─── Source material ───

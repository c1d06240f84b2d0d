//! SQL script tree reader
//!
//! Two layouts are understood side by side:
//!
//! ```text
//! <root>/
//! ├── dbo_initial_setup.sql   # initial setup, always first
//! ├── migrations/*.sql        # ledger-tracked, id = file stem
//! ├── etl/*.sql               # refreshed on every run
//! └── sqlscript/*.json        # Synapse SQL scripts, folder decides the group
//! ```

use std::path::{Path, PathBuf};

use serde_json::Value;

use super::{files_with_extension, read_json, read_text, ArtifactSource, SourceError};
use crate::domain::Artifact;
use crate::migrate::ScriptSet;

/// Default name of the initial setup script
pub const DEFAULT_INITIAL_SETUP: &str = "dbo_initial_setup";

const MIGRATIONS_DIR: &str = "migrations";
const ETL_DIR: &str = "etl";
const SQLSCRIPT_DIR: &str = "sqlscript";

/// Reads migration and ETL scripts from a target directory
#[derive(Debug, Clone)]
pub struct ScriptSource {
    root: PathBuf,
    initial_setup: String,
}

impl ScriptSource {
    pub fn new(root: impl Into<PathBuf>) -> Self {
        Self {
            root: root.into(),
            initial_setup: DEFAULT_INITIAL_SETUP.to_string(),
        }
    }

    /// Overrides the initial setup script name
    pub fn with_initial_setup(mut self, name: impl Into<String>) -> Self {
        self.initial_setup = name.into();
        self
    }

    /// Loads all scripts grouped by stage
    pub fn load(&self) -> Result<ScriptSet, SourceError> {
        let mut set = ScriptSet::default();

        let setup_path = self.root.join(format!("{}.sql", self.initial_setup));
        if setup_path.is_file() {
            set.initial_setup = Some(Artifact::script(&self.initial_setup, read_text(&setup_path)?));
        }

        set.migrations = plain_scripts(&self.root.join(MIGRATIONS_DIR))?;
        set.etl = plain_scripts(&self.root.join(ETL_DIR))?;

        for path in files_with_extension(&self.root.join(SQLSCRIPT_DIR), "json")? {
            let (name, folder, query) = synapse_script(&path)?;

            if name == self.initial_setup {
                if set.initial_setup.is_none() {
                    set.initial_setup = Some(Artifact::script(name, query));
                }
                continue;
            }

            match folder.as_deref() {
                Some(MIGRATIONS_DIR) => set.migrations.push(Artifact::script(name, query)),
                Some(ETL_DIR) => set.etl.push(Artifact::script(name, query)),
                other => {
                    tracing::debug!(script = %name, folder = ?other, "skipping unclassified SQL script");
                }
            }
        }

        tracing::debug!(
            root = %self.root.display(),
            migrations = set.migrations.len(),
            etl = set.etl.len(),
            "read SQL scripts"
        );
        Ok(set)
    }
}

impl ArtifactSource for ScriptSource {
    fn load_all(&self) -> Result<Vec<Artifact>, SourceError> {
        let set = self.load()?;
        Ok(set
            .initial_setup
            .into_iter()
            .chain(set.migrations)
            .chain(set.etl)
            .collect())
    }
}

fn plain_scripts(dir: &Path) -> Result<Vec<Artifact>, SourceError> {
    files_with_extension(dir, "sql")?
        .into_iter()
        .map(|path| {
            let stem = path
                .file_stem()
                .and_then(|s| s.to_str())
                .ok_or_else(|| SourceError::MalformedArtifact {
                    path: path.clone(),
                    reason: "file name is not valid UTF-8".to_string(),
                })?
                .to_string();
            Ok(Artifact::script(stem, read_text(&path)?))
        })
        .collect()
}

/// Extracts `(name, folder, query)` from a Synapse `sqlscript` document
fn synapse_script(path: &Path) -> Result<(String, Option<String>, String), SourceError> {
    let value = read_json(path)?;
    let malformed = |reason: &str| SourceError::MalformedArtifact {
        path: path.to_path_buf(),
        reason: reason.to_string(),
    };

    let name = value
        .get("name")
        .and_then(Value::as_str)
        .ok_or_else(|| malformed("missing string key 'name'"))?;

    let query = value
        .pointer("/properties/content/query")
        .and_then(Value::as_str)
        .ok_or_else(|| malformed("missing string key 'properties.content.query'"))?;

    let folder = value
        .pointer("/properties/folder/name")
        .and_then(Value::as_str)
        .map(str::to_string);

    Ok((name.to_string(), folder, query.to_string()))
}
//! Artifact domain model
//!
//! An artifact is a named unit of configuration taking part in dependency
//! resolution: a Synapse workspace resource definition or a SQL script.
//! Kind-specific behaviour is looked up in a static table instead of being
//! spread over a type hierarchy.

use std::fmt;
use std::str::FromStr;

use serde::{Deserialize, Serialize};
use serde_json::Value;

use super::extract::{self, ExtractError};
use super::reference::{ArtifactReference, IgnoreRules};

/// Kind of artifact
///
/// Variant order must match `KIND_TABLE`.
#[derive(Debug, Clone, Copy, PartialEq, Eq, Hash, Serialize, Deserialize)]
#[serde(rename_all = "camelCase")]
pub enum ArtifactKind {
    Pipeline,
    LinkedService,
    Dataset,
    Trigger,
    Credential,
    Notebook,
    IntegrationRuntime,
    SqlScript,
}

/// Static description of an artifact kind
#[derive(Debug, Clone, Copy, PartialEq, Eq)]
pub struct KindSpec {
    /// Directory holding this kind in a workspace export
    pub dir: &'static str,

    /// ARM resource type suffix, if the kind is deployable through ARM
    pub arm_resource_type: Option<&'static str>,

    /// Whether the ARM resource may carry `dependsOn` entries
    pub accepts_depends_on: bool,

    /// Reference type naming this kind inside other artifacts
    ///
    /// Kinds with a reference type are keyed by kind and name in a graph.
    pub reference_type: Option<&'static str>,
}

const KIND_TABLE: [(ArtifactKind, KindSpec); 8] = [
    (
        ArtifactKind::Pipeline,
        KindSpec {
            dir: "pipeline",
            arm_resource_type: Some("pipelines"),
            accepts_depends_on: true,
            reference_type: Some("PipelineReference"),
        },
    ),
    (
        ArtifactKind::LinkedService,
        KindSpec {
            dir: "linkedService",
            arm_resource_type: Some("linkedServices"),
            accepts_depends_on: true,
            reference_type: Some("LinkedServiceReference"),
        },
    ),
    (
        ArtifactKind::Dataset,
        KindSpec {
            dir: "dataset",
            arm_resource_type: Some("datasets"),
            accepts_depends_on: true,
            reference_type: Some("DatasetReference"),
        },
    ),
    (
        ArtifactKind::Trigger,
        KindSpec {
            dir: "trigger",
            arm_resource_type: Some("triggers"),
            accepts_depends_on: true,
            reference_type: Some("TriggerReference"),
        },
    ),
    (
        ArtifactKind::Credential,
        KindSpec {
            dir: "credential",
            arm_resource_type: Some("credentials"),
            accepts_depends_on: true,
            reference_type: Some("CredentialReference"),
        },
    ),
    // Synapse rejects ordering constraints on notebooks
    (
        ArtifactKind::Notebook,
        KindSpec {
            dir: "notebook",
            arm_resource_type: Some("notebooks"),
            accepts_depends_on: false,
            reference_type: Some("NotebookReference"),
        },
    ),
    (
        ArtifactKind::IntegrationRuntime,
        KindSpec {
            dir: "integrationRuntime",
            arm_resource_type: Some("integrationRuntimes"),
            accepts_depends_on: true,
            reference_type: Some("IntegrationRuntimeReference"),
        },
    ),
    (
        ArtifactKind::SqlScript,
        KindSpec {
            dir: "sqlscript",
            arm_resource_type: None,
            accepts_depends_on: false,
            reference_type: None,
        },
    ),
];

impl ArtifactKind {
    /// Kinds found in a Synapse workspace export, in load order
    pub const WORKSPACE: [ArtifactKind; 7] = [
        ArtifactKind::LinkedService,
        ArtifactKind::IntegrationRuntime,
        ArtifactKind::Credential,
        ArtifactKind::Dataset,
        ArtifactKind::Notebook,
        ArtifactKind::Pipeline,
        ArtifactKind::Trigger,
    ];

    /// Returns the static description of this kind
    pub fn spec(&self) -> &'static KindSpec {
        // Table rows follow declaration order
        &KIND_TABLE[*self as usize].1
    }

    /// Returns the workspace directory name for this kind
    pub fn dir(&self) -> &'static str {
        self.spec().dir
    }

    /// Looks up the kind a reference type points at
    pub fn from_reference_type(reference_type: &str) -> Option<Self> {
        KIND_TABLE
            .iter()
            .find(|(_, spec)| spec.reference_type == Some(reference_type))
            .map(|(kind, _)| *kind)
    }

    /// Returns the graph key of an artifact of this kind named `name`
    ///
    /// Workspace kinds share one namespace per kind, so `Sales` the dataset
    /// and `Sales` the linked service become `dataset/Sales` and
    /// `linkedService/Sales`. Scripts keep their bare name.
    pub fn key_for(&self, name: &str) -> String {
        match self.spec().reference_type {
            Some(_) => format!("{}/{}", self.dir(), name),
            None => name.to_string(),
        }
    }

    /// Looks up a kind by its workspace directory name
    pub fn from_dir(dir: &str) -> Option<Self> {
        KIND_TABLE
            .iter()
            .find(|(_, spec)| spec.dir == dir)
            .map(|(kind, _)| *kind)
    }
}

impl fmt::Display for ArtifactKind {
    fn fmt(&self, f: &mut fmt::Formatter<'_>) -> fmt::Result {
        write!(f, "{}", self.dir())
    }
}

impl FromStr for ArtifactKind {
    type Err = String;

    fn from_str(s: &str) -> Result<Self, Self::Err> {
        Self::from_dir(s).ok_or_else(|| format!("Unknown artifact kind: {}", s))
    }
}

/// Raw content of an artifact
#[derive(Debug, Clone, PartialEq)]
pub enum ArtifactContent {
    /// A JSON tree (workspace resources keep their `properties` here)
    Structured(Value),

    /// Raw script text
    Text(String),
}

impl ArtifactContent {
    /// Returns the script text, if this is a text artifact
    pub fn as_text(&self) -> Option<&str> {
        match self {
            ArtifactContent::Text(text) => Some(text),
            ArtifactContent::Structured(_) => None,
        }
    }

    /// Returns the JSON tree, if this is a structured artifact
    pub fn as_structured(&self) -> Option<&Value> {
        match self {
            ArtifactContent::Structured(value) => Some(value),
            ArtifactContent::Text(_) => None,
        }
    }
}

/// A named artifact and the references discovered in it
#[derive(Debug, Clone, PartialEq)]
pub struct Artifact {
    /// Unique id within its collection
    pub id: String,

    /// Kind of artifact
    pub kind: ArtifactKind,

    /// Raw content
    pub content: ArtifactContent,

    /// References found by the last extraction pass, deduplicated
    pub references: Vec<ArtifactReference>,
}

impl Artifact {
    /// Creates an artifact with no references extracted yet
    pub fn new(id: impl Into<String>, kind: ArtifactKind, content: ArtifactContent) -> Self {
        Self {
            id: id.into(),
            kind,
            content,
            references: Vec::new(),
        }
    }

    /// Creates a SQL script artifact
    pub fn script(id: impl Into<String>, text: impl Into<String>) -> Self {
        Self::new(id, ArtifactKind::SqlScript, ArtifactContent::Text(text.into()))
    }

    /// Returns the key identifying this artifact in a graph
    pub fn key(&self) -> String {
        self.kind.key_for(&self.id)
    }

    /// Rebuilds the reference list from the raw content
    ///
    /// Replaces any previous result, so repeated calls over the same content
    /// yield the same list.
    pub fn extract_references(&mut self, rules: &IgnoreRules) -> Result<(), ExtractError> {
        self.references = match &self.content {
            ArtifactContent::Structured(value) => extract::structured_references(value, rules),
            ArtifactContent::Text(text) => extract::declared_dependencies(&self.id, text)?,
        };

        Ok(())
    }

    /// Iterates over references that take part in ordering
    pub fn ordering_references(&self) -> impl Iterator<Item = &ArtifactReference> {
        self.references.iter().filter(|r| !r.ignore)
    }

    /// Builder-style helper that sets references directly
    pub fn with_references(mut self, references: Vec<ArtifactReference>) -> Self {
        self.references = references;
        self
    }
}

───

Find the line containing "extraction pass, deduplicated" in the data above. Please transcribe it and every line after it, exactly.

    /// References found by the last extraction pass, deduplicated
    pub references: Vec<ArtifactReference>,
}

impl Artifact {
    /// Creates an artifact with no references extracted yet
    pub fn new(id: impl Into<String>, kind: ArtifactKind, content: ArtifactContent) -> Self {
        Self {
            id: id.into(),
            kind,
            content,
            references: Vec::new(),
        }
    }

    /// Creates a SQL script artifact
    pub fn script(id: impl Into<String>, text: impl Into<String>) -> Self {
        Self::new(id, ArtifactKind::SqlScript, ArtifactContent::Text(text.into()))
    }

    /// Returns the key identifying this artifact in a graph
    pub fn key(&self) -> String {
        self.kind.key_for(&self.id)
    }

    /// Rebuilds the reference list from the raw content
    ///
    /// Replaces any previous result, so repeated calls over the same content
    /// yield the same list.
    pub fn extract_references(&mut self, rules: &IgnoreRules) -> Result<(), ExtractError> {
        self.references = match &self.content {
            ArtifactContent::Structured(value) => extract::structured_references(value, rules),
            ArtifactContent::Text(text) => extract::declared_dependencies(&self.id, text)?,
        };

        Ok(())
    }

    /// Iterates over references that take part in ordering
    pub fn ordering_references(&self) -> impl Iterator<Item = &ArtifactReference> {
        self.references.iter().filter(|r| !r.ignore)
    }

    /// Builder-style helper that sets references directly
    pub fn with_references(mut self, references: Vec<ArtifactReference>) -> Self {
        self.references = references;
        self
    }
}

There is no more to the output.